*EXERCISE OBJECTIVE*:
Pull out every line below that holds the word "contains".
[EXERCISE MATERIAL Boundary: Start]
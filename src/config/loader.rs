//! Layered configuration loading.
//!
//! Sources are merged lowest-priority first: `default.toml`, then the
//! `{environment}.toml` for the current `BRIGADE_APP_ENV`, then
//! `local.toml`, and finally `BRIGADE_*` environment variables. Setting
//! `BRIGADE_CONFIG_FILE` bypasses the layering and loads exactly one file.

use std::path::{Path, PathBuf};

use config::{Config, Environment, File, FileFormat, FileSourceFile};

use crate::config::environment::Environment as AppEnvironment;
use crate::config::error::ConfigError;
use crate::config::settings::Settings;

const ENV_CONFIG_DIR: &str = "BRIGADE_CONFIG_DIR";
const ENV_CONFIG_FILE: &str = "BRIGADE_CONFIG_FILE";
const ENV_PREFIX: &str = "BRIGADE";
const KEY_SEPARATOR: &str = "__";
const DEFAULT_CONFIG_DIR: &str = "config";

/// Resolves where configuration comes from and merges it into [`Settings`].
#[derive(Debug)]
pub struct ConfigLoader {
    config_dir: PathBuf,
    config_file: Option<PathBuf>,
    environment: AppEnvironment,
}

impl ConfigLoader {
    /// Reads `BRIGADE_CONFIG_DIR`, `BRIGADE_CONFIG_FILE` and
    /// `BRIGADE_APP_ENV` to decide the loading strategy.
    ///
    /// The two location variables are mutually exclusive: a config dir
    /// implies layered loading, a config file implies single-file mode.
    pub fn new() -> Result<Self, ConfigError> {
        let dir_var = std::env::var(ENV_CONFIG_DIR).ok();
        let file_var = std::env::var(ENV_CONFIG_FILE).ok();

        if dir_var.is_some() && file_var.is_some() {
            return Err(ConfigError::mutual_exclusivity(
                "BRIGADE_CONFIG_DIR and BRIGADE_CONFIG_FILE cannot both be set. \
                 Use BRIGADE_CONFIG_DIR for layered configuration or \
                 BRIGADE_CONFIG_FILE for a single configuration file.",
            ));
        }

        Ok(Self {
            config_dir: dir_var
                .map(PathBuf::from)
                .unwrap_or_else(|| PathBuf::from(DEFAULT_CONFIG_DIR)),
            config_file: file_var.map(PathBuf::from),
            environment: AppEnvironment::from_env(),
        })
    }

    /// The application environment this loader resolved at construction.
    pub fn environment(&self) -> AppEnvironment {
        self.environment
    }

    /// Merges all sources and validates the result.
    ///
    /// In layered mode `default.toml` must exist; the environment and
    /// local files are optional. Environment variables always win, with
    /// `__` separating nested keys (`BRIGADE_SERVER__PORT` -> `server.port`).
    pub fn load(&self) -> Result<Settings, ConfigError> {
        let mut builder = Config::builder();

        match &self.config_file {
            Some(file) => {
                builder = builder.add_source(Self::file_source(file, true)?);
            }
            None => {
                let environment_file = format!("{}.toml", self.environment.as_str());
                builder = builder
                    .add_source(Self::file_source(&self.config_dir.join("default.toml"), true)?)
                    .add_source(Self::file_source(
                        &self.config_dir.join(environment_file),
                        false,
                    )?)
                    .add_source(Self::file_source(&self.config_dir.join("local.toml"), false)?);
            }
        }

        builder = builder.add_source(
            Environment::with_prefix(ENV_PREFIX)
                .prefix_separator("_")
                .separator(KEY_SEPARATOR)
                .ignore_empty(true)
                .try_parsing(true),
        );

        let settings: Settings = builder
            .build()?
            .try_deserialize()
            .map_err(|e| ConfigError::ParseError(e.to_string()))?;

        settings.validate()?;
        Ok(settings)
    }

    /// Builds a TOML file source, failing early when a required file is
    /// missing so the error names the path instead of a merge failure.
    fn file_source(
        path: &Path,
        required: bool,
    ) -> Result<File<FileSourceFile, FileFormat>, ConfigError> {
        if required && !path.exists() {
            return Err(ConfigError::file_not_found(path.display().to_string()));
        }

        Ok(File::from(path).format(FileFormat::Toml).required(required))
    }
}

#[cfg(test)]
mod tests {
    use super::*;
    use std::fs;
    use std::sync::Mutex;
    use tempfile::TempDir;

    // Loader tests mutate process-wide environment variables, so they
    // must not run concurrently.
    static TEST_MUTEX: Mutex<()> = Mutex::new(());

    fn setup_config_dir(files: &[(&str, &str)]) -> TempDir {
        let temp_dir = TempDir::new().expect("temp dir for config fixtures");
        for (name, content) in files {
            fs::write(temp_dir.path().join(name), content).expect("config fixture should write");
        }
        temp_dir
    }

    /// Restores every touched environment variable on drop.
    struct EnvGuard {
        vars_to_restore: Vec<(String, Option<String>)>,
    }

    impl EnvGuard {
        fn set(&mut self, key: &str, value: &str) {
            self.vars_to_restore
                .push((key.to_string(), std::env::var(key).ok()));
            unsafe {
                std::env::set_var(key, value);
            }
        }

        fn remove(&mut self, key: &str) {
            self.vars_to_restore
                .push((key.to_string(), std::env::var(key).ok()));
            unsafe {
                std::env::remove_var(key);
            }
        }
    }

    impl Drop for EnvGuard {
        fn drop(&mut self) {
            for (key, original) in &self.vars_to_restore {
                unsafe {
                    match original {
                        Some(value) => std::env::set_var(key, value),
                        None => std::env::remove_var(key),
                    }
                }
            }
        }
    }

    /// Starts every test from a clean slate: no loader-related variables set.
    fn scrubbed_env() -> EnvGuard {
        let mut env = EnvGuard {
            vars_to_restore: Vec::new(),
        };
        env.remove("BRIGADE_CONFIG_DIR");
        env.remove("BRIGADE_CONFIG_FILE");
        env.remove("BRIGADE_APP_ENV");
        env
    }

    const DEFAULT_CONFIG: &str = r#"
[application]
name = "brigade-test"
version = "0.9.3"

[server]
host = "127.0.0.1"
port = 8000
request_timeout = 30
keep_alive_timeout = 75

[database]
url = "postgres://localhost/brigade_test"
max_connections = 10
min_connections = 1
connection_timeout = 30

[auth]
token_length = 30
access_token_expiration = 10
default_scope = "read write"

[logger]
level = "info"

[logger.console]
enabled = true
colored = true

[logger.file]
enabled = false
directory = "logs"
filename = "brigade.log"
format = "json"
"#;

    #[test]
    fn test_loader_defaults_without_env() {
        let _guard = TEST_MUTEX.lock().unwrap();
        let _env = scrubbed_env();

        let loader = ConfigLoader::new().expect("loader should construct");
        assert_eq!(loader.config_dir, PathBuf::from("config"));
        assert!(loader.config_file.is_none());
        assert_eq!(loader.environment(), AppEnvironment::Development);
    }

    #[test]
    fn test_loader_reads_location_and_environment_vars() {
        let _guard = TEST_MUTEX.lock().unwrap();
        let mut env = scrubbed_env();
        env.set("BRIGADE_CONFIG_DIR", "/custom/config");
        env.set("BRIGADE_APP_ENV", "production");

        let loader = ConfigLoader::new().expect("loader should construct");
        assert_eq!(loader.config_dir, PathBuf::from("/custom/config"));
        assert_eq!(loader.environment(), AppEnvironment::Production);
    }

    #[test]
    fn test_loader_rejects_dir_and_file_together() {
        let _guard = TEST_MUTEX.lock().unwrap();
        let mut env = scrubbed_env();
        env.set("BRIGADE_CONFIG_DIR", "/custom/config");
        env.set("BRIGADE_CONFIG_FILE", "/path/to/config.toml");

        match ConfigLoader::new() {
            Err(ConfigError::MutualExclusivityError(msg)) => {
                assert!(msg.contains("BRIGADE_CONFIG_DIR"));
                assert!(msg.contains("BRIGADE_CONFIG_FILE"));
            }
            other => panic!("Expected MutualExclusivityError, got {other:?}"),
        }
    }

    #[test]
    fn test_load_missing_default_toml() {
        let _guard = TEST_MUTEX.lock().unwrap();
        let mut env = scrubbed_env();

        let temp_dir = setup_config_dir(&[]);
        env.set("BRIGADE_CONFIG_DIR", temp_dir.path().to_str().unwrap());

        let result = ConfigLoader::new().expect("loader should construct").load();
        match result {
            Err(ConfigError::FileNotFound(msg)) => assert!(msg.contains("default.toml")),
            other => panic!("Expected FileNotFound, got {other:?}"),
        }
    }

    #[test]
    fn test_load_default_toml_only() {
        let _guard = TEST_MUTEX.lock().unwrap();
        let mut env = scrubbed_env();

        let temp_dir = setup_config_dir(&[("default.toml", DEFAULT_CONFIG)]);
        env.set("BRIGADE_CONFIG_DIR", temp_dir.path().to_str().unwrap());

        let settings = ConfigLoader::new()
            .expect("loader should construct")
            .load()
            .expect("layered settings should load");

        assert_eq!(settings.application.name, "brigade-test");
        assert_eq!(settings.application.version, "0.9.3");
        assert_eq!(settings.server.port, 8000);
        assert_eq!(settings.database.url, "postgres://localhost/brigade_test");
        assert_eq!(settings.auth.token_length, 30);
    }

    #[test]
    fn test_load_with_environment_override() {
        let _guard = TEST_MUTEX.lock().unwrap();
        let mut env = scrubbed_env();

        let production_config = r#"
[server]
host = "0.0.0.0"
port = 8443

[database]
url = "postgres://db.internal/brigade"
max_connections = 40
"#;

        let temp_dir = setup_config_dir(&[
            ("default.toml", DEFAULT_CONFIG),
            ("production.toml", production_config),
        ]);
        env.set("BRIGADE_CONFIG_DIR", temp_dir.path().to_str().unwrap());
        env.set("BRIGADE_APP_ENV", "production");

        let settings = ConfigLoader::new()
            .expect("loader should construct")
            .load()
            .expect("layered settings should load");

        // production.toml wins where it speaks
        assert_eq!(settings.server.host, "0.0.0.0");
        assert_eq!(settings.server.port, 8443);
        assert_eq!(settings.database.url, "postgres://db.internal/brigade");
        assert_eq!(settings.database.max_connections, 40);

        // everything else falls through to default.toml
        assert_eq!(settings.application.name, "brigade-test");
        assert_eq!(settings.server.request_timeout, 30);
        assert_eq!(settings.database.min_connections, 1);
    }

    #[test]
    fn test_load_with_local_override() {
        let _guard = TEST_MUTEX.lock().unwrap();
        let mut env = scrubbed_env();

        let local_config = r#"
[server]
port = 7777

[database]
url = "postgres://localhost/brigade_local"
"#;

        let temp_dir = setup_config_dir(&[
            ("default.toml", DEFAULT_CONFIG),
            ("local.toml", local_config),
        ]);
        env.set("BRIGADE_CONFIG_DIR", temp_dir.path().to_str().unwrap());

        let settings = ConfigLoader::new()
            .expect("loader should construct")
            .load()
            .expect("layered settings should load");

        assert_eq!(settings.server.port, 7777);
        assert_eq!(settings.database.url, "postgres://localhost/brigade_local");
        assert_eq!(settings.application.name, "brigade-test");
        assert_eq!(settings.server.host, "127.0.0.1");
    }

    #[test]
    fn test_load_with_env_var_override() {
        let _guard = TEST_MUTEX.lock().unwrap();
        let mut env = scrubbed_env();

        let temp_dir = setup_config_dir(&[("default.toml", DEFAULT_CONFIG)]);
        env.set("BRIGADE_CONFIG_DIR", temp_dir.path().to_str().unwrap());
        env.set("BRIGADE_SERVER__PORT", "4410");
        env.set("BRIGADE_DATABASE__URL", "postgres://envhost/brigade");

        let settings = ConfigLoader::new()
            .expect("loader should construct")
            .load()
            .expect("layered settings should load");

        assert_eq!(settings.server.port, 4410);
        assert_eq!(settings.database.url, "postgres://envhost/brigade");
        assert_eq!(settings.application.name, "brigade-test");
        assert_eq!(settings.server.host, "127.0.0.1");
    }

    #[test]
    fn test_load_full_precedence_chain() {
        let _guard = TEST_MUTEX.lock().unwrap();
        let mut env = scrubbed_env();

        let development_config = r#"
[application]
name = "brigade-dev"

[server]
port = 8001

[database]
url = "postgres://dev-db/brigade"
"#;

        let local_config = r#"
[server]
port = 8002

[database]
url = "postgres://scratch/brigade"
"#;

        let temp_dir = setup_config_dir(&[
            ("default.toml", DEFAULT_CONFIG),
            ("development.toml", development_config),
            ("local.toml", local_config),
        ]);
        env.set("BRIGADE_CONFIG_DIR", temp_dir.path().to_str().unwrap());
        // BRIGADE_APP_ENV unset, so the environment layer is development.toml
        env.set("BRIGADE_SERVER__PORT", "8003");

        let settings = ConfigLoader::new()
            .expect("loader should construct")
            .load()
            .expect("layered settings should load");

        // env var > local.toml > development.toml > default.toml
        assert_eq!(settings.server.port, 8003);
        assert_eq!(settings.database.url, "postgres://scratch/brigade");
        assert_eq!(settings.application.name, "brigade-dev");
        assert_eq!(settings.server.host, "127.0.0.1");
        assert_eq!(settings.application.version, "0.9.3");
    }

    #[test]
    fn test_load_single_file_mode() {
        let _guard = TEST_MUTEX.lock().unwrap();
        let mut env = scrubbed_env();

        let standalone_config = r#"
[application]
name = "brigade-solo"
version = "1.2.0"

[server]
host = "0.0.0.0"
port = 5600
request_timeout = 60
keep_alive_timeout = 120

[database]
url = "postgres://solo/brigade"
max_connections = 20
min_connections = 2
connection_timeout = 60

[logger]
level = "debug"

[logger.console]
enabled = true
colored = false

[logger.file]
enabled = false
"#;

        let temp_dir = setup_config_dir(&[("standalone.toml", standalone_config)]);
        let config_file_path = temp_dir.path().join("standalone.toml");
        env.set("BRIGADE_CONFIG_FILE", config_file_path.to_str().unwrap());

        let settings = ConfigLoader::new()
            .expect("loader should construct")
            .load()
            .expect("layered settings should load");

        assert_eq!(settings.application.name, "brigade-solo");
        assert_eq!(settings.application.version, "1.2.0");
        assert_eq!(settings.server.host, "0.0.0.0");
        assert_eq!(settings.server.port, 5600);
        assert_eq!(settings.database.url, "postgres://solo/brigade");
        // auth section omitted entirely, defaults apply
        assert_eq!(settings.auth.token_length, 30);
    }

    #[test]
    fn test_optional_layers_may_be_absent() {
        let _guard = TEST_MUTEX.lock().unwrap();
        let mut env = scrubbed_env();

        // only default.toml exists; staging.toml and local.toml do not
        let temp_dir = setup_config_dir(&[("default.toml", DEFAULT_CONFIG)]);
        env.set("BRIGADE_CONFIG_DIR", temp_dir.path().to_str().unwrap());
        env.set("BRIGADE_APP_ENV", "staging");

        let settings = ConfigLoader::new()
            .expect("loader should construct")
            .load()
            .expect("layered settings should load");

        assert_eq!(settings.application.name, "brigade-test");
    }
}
[EXERCISE MATERIAL Boundary: End]
*ANSWER TO THE EXERCISE*:
                assert!(msg.contains("BRIGADE_CONFIG_DIR"));
                assert!(msg.contains("BRIGADE_CONFIG_FILE"));
            Err(ConfigError::FileNotFound(msg)) => assert!(msg.contains("default.toml")),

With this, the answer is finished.